Home | Things To Do | Outdoor Adventures | Wildlife Viewing

Whether taking a Sunday drive, hiking a scenic trail or biking the roadways around Kentucky and Barkley Lakes, visitors are sure to experience nature in a unique and authentic way. Waterfowl, deer, turkeys and a number of native and migratory birds inhabit the region, making it one of the best destinations for wildlife viewing.

Clarks River Refuge

Situated half an hour from Kentucky Lake, Clarks River Wildlife Refuge is the only National Wildlife Refuge located entirely within the state of Kentucky. It is comprised of over 8,000 acres of land, with a goal of reaching 18,000 acres. It is one of the largest remaining bottomland hard wood forests in the region. Established in 1997, the Refuge is home to an abundance of diverse wildlife.

Visitors can walk along the 1.5-mile rail trail near the town of Benton to get a glimpse of some of the animals that inhabit Clarks River Wildlife Refuge. These animals include whitetail deer, bobcats, river otters and spotted salamanders.

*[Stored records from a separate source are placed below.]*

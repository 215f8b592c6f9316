//! Scheduler configuration.

use crate::error::Result;
use factory_queue::QueueOptions;
use serde::{Deserialize, Serialize};
use std::path::Path;
use std::time::Duration;

/// Timing and limits for the scheduler. All intervals are milliseconds.
#[derive(Debug, Clone, PartialEq, Eq, Serialize, Deserialize)]
#[serde(default)]
pub struct SchedulerConfig {
    /// Queue polling interval and default reschedule delay
    pub check_interval_ms: u64,

    /// How long a claimed record stays leased
    pub process_timeout_ms: u64,

    /// Delay used right after a state change
    pub short_interval_ms: u64,

    /// Delay between polls of something expected to change soon
    pub medium_interval_ms: u64,

    /// Delay between polls of long running work
    pub long_interval_ms: u64,

    /// Concurrency limit for jobs submitted without one (0 = unlimited)
    pub default_concurrency_limit: u32,

    /// Pause before restarting a workload watch that ended
    pub watch_restart_delay_ms: u64,
}

impl Default for SchedulerConfig {
    fn default() -> Self {
        Self {
            check_interval_ms: 5_000,
            process_timeout_ms: 60 * 60 * 1000,
            short_interval_ms: 100,
            medium_interval_ms: 5_000,
            long_interval_ms: 60 * 60 * 1000,
            default_concurrency_limit: 16,
            watch_restart_delay_ms: 1_000,
        }
    }
}

impl SchedulerConfig {
    /// Read a JSON config file. Missing keys keep their defaults.
    pub async fn load(path: impl AsRef<Path>) -> Result<Self> {
        let content = tokio::fs::read_to_string(path.as_ref()).await?;
        Ok(serde_json::from_str(&content)?)
    }

    /// Options for the job and task queues.
    pub fn queue_options(&self) -> QueueOptions {
        QueueOptions {
            check_interval: Duration::from_millis(self.check_interval_ms),
            process_timeout: Duration::from_millis(self.process_timeout_ms),
        }
    }

    /// Short poll tier.
    pub fn short_interval(&self) -> Duration {
        Duration::from_millis(self.short_interval_ms)
    }

    /// Medium poll tier.
    pub fn medium_interval(&self) -> Duration {
        Duration::from_millis(self.medium_interval_ms)
    }

    /// Long poll tier.
    pub fn long_interval(&self) -> Duration {
        Duration::from_millis(self.long_interval_ms)
    }

    pub(crate) fn watch_restart_delay(&self) -> Duration {
        Duration::from_millis(self.watch_restart_delay_ms)
    }
}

Bird enthusiasts will particularly enjoy spotting rare warblers and thrushes, along with other songbirds, raptors and waterfowl. Clarks River Wildlife Refuge Headquarters is open Monday through Friday from 7 a.m. until 4 p.m. It is closed on all Federal holidays.  You can visit their website for more information.

Cross Creeks Wildlife Refuge

Cross Creeks Wildlife Refuge, located four miles east of Dover, Tennessee, was established in 1962. One of the Refuge’s primary functions is to provide feeding and resting habitat for migrating birds, especially wintering waterfowl. Visitors can expect to see a variety of ducks and geese, along with herring, osprey, turkey and more.

During Spring, nature watchers will be able to spot wild turkeys, blue winged teal and a number of songbirds migrating through the area. Summer brings beavers, owls, and various species of turtles to the forefront, while deer with fawns become less visible. The blue-winged teal migration begins in early Fall. At this time, visitors can also expect to see monarch butterflies, osprey and whitetail deer. Toward November, wildlife enthusiasts will want to keep a watch out for bald eagles.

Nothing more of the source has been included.